** What needs to be done **
Output each record below exactly, and include all of them.

** Data **
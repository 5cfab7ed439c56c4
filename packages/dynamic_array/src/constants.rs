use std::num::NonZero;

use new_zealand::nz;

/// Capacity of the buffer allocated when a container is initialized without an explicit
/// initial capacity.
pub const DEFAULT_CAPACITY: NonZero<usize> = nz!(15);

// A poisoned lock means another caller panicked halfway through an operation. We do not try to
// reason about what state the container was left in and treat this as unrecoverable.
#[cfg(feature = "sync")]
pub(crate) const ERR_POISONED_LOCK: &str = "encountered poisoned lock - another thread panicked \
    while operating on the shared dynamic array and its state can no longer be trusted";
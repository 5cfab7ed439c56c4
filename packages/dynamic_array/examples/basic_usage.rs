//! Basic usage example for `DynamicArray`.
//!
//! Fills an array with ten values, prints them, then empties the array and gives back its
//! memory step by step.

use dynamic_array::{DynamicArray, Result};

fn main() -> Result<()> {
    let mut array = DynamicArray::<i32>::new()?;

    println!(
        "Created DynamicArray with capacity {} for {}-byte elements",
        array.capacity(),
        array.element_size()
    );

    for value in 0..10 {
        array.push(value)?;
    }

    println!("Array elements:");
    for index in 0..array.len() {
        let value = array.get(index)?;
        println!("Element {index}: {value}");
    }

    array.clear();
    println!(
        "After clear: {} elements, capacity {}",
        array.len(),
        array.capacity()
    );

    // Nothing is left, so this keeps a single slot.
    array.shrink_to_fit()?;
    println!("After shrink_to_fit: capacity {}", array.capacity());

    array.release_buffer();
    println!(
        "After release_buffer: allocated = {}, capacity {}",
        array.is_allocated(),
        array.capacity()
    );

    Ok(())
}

** Solved exercise **
repository 5cfab7ed439c56c4
filename packages/dynamic_array/src/constants.rs
use std::num::NonZero;

use new_zealand::nz;

/// Capacity of the buffer allocated when a container is initialized without an explicit
/// initial capacity.
pub const DEFAULT_CAPACITY: NonZero<usize> = nz!(15);

// A poisoned lock means another caller panicked halfway through an operation. We do not try to
// reason about what state the container was left in and treat this as unrecoverable.
#[cfg(feature = "sync")]
pub(crate) const ERR_POISONED_LOCK: &str = "encountered poisoned lock - another thread panicked \
    while operating on the shared dynamic array and its state can no longer be trusted";
repository 5cfab7ed439c56c4
filename packages/dynamic_array/examples/basic_usage.rs
//! Basic usage example for `DynamicArray`.
//!
//! Fills an array with ten values, prints them, then empties the array and gives back its
//! memory step by step.

use dynamic_array::{DynamicArray, Result};

fn main() -> Result<()> {
    let mut array = DynamicArray::<i32>::new()?;

    println!(
        "Created DynamicArray with capacity {} for {}-byte elements",
        array.capacity(),
        array.element_size()
    );

    for value in 0..10 {
        array.push(value)?;
    }

    println!("Array elements:");
    for index in 0..array.len() {
        let value = array.get(index)?;
        println!("Element {index}: {value}");
    }

    array.clear();
    println!(
        "After clear: {} elements, capacity {}",
        array.len(),
        array.capacity()
    );

    // Nothing is left, so this keeps a single slot.
    array.shrink_to_fit()?;
    println!("After shrink_to_fit: capacity {}", array.capacity());

    array.release_buffer();
    println!(
        "After release_buffer: allocated = {}, capacity {}",
        array.is_allocated(),
        array.capacity()
    );

    Ok(())
}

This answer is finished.